Continue working or volunteering while pursuing your degree, providing you with valuable practical experience alongside your academic studies

The National Student Survey in 2022 revealed an impressive satisfaction rate of 96.85% among students in professional studies programs, highlighting the quality and effectiveness

Opportunity to study with support from a research-active team, ensuring you receive the latest insights and developments in the field of early childhood education

Work towards meeting the Department for Education's Full and Relevancy Criteria. A clear path to meet professional standards and ensure your education aligns with industry standards, enhancing career prospects

Course summary

Are you enthusiastic about early childhood education and ready to take the next step in your academic and professional growth? Our BA (Hons) work-based degree program is the perfect opportunity for individuals who have already completed a suitable Foundation Degree or Higher Education Diploma in Early Childhood. This program seamlessly blends practice-based learning with campus-based teaching sessions that take place once a week, ensuring you can maintain your current work or volunteer commitments.

Key facts

Award

BA (Hons)

UCAS code

L521

Duration

1 year

Mode of study

Full-time

Start date

September

Awarding institution

Bishop Grosseteste University

Institution code

B38

Apply for this course

When you're ready to apply, the route you take will depend on your personal circumstances and preferred method of study. Click the relevant button below to start your application journey.

About this course

If you've previously studied our Foundation Degree Early Childhood Education in Practice, this program is your natural progression. Over the course of one year, you'll integrate your previous learning experience of working with young children into your studies. This comprehensive course provides invaluable insights into effective management and leadership within the children's workforce, allowing you to deepen your understanding of the complex factors contributing to children's learning and development.

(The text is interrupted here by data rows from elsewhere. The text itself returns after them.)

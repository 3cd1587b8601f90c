use super::bounds::Bounds;
use super::descent::Descent;
use super::outcome::Outcome;
use crate::game::Scenario;
use nalgebra::DVector;

/// Nash equilibrium of the covariance game: the precision profile where
/// no agent can lower its own total cost by unilaterally changing its
/// report.
///
/// Because the game is an exact potential game, the equilibrium is the
/// minimizer of the scenario's potential over the default box, searched
/// from the uniform all-ones profile. The reported cost is the designer's
/// estimation cost at that minimizer, not the potential itself.
pub fn covariance_equilibrium(scenario: &Scenario) -> Outcome {
    equilibrium_within(scenario, Bounds::default())
}

/// same search under a caller-chosen box
pub fn equilibrium_within(scenario: &Scenario, bounds: Bounds) -> Outcome {
    let seed = DVector::from_element(scenario.agents(), crate::PRECISION_SEED);
    Descent::new(scenario, bounds).minimize(seed)
}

Drawing from your foundation degree knowledge, this course aims to challenge and expand your understanding of how to support children by exploring alternative and international perspectives on child development. Collaborating with students from related courses, including those from diverse educational contexts, will broaden your perspectives on working with children and young people, enhancing your employability.

In addition to your coursework, this program offers you the exciting opportunity to delve into research. You will be expertly guided in research methods, ethical considerations, and report writing, empowering you to contribute to the field of early childhood education through your own research endeavours. This invaluable experience will further enrich your academic journey and career prospects.

Throughout the program, the BA (Hons) Early Childhood Education in Practice aligns closely with the full and relevant criteria of the Department for Education. Additionally, it includes elements of assessed practice. Please note that to be considered full and relevant requires you to hold English at level 2.

Join us on this enriching journey and elevate your career in the field of early childhood education. Enrol in the BA (Hons) Early Childhood Education in Practice and unlock your potential to make a meaningful impact on the lives of young children. Our weekly sessions, starting from 1 pm, are designed to fit your schedule, allowing you to balance work, education, and your passion for nurturing young minds.

What you will study

Students on this course currently study some or all of the following modules:

This module introduces you to the planning and design of an independent study and serves as a prerequisite for the Level 6 final independent study module. It introduces you to, and guides you through planning a research question, deciding on an appropriate research method and sample group that will allow you to complete the small-scale research project in Independent Study Part 2 module. In addition, you will create a research proposal by and engage in theoretical and practical principles, as well as learning to recognise your own limitations. The module is based on ethical concepts and policies, and you will study ethical complexity in connection to your chosen research subject and show this by participating in the ethical approval process.

This module will develop your capacity for critical thinking and analysis and encourage you to form and articulate an argument which is robustly supported by relevant sources. The module will enable you to study a pertinent, critical issue within your sector. Taught content will offer examples of current, and potential future issues in the field of early childhood, childhood and youth and education. By exploring a range of issues, the teaching and learning strategy undertakes to present a model of how to select and investigate a critical issue and craft an argument that draws upon (for example) practice-based evidence, national/local statistics, published research and established theory. You will investigate the political, social and/or economic drivers behind your chosen issue and consider the implications for professional practice. These may include, for example, the contribution of multi-agency colleagues, international perspectives and the barriers and affordances of the issue within your own work setting and professional practice.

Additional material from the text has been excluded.